This song was written as a companion to this chapter, not to inspire you, but to sit with you.
You don’t need to focus on the words.
Let it play while you breathe, scroll, or simply pause.
You can come back to this song anytime.
We’d all be confident, rich, regulated, well-hydrated, and dating emotionally available men who go to therapy without being asked.
But here’s the truth no one wants to say out loud:
Affirmations are cute.
But they don’t work for most women.
At least not for women who’ve been through real shit.
They work great for people who already have high self-esteem.
They work great for people who already trust themselves.
They work great for people whose nervous systems aren’t fried like an overworked iPhone battery stuck on 3%.
For the rest of us?
Affirmations can feel like gaslighting.
The first time I ever tried affirmations, I whispered into the mirror:
I am worthy.
I am radiant.
I am wildly confident.
And my inner voice immediately replied:
“Girl… you are exhausted. And dehydrated. Please be serious.”
And I know I’m not alone.
Because here’s the part no one tells you:
Affirmations often backfire.
When you repeat something you don’t believe, your brain doesn’t say,
“Yay! New belief unlocked!”
It says,
“Absolutely not.
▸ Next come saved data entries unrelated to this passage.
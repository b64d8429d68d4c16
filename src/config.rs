use anyhow::{ensure, Context, Result};
use std::{env, time::Duration};

use crate::puzzle::{DisconnectedWordPolicy, DEFAULT_PLACEMENT_ATTEMPTS};

#[derive(Debug, Clone)]
pub struct Config {
    pub server: ServerConfig,
    pub puzzle: PuzzleConfig,
}

#[derive(Debug, Clone)]
pub struct ServerConfig {
    pub host: String,
    pub port: u16,
    /// Static assets for the word entry form
    pub frontend_dir: String,
}

#[derive(Debug, Clone)]
pub struct PuzzleConfig {
    pub word_search_size: usize,
    pub crossword_size: usize,
    pub min_grid_size: usize,
    pub max_grid_size: usize,
    pub max_words: usize,
    pub placement_attempts: usize,
    pub disconnected_words: DisconnectedWordPolicy,
    /// How long generated puzzle sets stay retrievable
    pub puzzle_ttl: Duration,
}

impl Default for PuzzleConfig {
    fn default() -> Self {
        Self {
            word_search_size: 16,
            crossword_size: 16,
            min_grid_size: 4,
            max_grid_size: 40,
            max_words: 8,
            placement_attempts: DEFAULT_PLACEMENT_ATTEMPTS,
            disconnected_words: DisconnectedWordPolicy::Drop,
            puzzle_ttl: Duration::from_secs(600),
        }
    }
}

impl Config {
    pub fn from_env() -> Result<Self> {
        dotenvy::dotenv().ok();
        Self::from_lookup(|key| env::var(key).ok())
    }

    /// Build the config from any key lookup, falling back to defaults for missing keys
    pub fn from_lookup<F>(lookup: F) -> Result<Self>
    where
        F: Fn(&str) -> Option<String>,
    {
        let defaults = PuzzleConfig::default();

        let server = ServerConfig {
            host: lookup("HOST").unwrap_or_else(|| "0.0.0.0".to_string()),
            port: lookup("PORT")
                .unwrap_or_else(|| "3000".to_string())
                .parse()
                .context("PORT must be a number")?,
            frontend_dir: lookup("FRONTEND_DIR").unwrap_or_else(|| "./frontend".to_string()),
        };

        let number = |key: &str, default: usize| -> Result<usize> {
            match lookup(key) {
                Some(value) => value
                    .trim()
                    .parse()
                    .with_context(|| format!("{} must be a number", key)),
                None => Ok(default),
            }
        };

        let puzzle = PuzzleConfig {
            word_search_size: number("WORD_SEARCH_SIZE", defaults.word_search_size)?,
            crossword_size: number("CROSSWORD_SIZE", defaults.crossword_size)?,
            min_grid_size: number("MIN_GRID_SIZE", defaults.min_grid_size)?,
            max_grid_size: number("MAX_GRID_SIZE", defaults.max_grid_size)?,
            max_words: number("MAX_WORDS", defaults.max_words)?,
            placement_attempts: number("PLACEMENT_ATTEMPTS", defaults.placement_attempts)?,
            disconnected_words: match lookup("DISCONNECTED_WORDS") {
                Some(value) => value
                    .parse()
                    .context("DISCONNECTED_WORDS must be 'drop' or 'force-horizontal'")?,
                None => defaults.disconnected_words,
            },
            puzzle_ttl: Duration::from_secs(
                number("PUZZLE_TTL_SECS", defaults.puzzle_ttl.as_secs() as usize)? as u64,
            ),
        };

        ensure!(
            puzzle.min_grid_size >= 1 && puzzle.min_grid_size <= puzzle.max_grid_size,
            "MIN_GRID_SIZE must be between 1 and MAX_GRID_SIZE"
        );
        for (key, size) in [
            ("WORD_SEARCH_SIZE", puzzle.word_search_size),
            ("CROSSWORD_SIZE", puzzle.crossword_size),
        ] {
            ensure!(
                (puzzle.min_grid_size..=puzzle.max_grid_size).contains(&size),
                "{} must be between {} and {}",
                key,
                puzzle.min_grid_size,
                puzzle.max_grid_size
            );
        }

        Ok(Config { server, puzzle })
    }

    pub fn server_addr(&self) -> String {
        format!("{}:{}", self.server.host, self.server.port)
    }
}
use rand::Rng;

/// Letters used to fill word-search cells that no word covers
pub const FILL_ALPHABET: &[u8] = b"ABCDEFGHIJKLMNOPQRSTUVWXYZ";

/// Pick a uniformly random fill letter
pub fn random_letter(rng: &mut impl Rng) -> char {
    let idx = rng.random_range(0..FILL_ALPHABET.len());
    FILL_ALPHABET[idx] as char
}

/// Uppercase a word for word-search placement. Whitespace is kept.
pub fn normalize_word(word: &str) -> Vec<char> {
    word.to_uppercase().chars().collect()
}

/// Uppercase a word and strip all whitespace, so phrases become one crossword entry
pub fn compact_word(word: &str) -> Vec<char> {
    word.chars()
        .filter(|c| !c.is_whitespace())
        .collect::<String>()
        .to_uppercase()
        .chars()
        .collect()
}

/// Whether a character may occupy a grid cell
pub fn is_placeable(letter: char) -> bool {
    !letter.is_whitespace() && !letter.is_control()
}

#[cfg(test)]
mod tests {
    use super::*;
    use rand::{rngs::StdRng, SeedableRng};

    #[test]
    fn test_random_letter_in_alphabet() {
        let mut rng = StdRng::seed_from_u64(7);
        for _ in 0..500 {
            let letter = random_letter(&mut rng);
            assert!(letter.is_ascii_uppercase());
        }
    }

    #[test]
    fn test_normalize_keeps_spaces() {
        assert_eq!(normalize_word("new york"), "NEW YORK".chars().collect::<Vec<_>>());
    }

    #[test]
    fn test_compact_strips_whitespace() {
        assert_eq!(compact_word(" new\tyork "), "NEWYORK".chars().collect::<Vec<_>>());
        assert_eq!(compact_word("año"), "AÑO".chars().collect::<Vec<_>>());
    }

    #[test]
    fn test_placeable() {
        assert!(is_placeable('A'));
        assert!(is_placeable('Ñ'));
        assert!(!is_placeable(' '));
        assert!(!is_placeable('\n'));
    }
}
That’s a lie.”
Your subconscious isn’t rude, it’s consistent.
It’s trying to protect you from disappointment, delusion, or danger.
So when you tell yourself:
“I am beautiful” — and you don’t feel beautiful
“I am wealthy” — and your bank account is screaming
“I am confident” — while you’re spiraling
your brain rejects it.
This isn’t negativity.
This is pattern protection.
Your brain is a little accountant.
It keeps receipts.
And it does not accept new beliefs without evidence.
If you’ve survived:
chaotic childhoods
financial instability
abandonment
emotionally dysregulated or narcissistic caregivers
toxic relationships
raising kids with zero support
chronic survival mode
religious trauma
trauma you didn’t even have language for at the time
…your brain is not going to swallow a pretty sentence like a vitamin gummy.
It’s going to fight you.
And that fight is exhausting.
It’s why affirmations often make women feel worse — not better.